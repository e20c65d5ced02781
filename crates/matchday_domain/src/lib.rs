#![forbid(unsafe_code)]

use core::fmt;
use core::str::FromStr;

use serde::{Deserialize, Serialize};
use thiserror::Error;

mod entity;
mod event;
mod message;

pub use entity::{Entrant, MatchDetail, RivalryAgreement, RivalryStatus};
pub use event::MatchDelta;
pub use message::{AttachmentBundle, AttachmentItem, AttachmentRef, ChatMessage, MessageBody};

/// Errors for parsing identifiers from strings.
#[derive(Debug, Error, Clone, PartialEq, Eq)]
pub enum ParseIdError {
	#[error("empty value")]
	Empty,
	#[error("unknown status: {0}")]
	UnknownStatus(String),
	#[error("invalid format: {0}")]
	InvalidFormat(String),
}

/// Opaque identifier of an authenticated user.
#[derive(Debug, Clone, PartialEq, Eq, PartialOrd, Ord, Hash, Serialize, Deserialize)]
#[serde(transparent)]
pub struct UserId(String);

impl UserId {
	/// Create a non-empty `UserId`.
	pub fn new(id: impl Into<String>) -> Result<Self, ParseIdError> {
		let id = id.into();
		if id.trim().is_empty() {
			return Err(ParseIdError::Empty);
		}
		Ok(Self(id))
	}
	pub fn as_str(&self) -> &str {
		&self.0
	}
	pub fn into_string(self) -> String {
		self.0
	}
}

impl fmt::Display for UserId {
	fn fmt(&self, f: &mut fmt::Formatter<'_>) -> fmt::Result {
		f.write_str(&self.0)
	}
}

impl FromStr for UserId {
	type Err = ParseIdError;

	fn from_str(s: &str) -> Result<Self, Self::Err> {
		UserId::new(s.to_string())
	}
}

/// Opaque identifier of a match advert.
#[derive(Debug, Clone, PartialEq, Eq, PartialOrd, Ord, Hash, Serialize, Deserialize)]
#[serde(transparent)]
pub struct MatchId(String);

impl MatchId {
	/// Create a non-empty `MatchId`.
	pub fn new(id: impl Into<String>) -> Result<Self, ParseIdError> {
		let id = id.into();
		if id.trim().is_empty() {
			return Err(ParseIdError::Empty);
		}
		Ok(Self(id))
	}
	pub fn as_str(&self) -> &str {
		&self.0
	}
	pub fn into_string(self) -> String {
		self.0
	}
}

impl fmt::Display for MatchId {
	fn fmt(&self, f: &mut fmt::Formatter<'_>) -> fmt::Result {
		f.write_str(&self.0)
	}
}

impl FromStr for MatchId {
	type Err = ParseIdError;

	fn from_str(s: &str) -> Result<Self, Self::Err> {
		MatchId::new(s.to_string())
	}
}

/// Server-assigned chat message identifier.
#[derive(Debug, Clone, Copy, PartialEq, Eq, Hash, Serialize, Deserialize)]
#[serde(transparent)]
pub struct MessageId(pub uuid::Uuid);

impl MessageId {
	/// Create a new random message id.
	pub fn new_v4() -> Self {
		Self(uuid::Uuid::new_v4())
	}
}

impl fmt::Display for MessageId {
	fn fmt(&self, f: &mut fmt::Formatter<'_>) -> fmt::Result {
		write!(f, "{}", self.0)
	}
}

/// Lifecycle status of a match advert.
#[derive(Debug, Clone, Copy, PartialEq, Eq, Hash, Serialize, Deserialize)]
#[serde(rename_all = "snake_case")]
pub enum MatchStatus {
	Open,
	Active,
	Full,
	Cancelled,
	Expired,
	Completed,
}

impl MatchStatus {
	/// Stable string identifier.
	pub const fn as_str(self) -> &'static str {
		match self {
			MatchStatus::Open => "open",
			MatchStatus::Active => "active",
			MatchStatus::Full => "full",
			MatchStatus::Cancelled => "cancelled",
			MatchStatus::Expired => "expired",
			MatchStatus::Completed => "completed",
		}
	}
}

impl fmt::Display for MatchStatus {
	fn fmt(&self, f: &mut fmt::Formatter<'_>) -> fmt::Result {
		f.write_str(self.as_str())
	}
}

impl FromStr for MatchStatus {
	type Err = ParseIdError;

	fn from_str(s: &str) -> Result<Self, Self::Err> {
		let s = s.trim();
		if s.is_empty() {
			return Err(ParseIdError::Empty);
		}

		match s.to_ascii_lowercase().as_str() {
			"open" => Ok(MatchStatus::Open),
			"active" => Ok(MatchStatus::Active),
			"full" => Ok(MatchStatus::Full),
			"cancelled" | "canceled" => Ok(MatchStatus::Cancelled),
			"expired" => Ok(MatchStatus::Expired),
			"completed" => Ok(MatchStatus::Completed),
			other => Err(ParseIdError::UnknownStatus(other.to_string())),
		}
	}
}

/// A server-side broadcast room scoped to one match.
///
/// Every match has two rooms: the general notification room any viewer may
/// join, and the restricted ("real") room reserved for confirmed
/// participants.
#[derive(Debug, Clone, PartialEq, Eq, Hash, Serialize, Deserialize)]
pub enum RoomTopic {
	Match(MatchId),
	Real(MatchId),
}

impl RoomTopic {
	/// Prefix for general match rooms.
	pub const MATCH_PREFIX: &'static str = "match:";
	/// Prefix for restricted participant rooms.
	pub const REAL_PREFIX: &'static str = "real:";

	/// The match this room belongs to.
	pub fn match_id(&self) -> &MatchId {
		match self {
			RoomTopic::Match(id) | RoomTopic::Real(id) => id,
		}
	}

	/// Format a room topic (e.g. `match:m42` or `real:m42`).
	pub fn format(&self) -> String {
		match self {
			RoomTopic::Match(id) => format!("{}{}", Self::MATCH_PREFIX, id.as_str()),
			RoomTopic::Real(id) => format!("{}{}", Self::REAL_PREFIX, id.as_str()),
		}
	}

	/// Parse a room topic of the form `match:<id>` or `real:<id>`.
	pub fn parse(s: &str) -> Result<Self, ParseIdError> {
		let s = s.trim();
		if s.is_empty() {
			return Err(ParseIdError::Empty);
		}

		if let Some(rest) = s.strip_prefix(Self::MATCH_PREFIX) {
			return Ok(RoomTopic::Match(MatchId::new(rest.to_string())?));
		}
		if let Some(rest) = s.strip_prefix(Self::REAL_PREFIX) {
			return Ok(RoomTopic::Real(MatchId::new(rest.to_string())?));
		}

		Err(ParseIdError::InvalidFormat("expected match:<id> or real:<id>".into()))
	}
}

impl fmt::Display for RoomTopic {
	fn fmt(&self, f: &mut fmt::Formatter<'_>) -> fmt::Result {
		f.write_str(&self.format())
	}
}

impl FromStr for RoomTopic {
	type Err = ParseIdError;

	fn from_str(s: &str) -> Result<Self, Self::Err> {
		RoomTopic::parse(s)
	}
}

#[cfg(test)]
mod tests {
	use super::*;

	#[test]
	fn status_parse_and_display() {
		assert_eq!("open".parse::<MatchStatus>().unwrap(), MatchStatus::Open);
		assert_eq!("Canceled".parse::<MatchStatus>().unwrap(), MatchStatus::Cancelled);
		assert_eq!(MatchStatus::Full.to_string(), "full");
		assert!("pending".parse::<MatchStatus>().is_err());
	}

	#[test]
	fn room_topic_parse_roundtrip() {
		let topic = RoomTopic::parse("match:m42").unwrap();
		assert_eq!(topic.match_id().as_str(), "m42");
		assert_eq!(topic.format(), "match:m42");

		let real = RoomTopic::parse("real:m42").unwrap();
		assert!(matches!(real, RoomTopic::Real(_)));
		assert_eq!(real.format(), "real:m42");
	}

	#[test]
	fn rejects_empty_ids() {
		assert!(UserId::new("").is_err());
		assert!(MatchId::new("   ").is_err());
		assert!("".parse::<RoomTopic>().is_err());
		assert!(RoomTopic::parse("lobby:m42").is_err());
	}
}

__________________________________________________

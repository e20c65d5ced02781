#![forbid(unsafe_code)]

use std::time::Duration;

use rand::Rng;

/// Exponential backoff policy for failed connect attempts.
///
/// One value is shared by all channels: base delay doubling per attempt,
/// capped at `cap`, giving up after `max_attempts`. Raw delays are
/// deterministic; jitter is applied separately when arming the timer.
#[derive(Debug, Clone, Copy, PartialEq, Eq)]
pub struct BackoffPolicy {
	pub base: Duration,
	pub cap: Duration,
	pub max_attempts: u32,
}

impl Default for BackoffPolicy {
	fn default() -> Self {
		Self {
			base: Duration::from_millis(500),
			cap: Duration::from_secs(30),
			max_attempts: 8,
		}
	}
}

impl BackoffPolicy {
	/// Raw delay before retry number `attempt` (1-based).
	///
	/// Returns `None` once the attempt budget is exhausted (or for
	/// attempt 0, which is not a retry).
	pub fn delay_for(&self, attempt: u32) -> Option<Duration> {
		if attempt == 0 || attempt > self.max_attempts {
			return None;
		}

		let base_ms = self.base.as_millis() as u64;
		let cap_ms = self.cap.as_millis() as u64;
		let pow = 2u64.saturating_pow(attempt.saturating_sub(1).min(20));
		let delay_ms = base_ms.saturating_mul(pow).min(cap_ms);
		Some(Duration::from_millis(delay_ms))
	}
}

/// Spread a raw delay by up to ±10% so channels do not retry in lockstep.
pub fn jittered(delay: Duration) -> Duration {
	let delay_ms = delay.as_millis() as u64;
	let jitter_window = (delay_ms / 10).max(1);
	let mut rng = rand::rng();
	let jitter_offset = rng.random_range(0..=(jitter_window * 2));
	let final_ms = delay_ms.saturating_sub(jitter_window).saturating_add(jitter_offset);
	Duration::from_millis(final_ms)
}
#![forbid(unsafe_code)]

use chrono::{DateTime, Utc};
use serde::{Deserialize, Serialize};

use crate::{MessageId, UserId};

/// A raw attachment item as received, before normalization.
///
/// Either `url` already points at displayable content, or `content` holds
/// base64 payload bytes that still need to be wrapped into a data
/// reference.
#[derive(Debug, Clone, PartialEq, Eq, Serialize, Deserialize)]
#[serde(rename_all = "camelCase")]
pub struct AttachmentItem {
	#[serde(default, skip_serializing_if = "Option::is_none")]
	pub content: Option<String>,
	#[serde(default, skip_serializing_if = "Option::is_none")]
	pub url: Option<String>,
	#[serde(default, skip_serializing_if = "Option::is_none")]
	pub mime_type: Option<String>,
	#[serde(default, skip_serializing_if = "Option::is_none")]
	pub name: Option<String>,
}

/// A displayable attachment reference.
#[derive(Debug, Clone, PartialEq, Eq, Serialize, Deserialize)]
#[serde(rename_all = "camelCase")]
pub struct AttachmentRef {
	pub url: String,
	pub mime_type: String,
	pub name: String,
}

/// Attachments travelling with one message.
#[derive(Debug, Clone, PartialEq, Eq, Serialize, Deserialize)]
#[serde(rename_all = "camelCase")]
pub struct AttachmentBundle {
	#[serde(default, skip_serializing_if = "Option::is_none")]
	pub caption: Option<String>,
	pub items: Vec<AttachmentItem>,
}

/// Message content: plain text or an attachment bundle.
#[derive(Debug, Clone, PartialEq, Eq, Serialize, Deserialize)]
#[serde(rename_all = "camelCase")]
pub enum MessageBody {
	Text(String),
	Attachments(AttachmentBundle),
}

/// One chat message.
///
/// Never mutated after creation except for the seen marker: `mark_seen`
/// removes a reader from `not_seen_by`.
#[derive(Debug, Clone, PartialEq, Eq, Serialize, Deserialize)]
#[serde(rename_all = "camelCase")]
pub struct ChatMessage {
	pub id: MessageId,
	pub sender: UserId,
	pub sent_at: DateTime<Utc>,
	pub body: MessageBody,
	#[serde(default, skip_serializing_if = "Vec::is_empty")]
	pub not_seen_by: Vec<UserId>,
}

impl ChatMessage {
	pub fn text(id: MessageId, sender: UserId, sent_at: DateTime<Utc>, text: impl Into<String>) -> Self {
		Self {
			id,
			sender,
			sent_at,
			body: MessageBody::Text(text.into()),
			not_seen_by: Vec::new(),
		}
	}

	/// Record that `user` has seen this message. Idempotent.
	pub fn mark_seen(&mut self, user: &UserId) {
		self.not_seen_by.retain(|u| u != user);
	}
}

__________________________________________________

__What needs to be done__. Search the entries for the word "BackoffPolicy", then copy every line in which it is found.

__Answer to this problem__.
pub struct BackoffPolicy {
impl Default for BackoffPolicy {
impl BackoffPolicy {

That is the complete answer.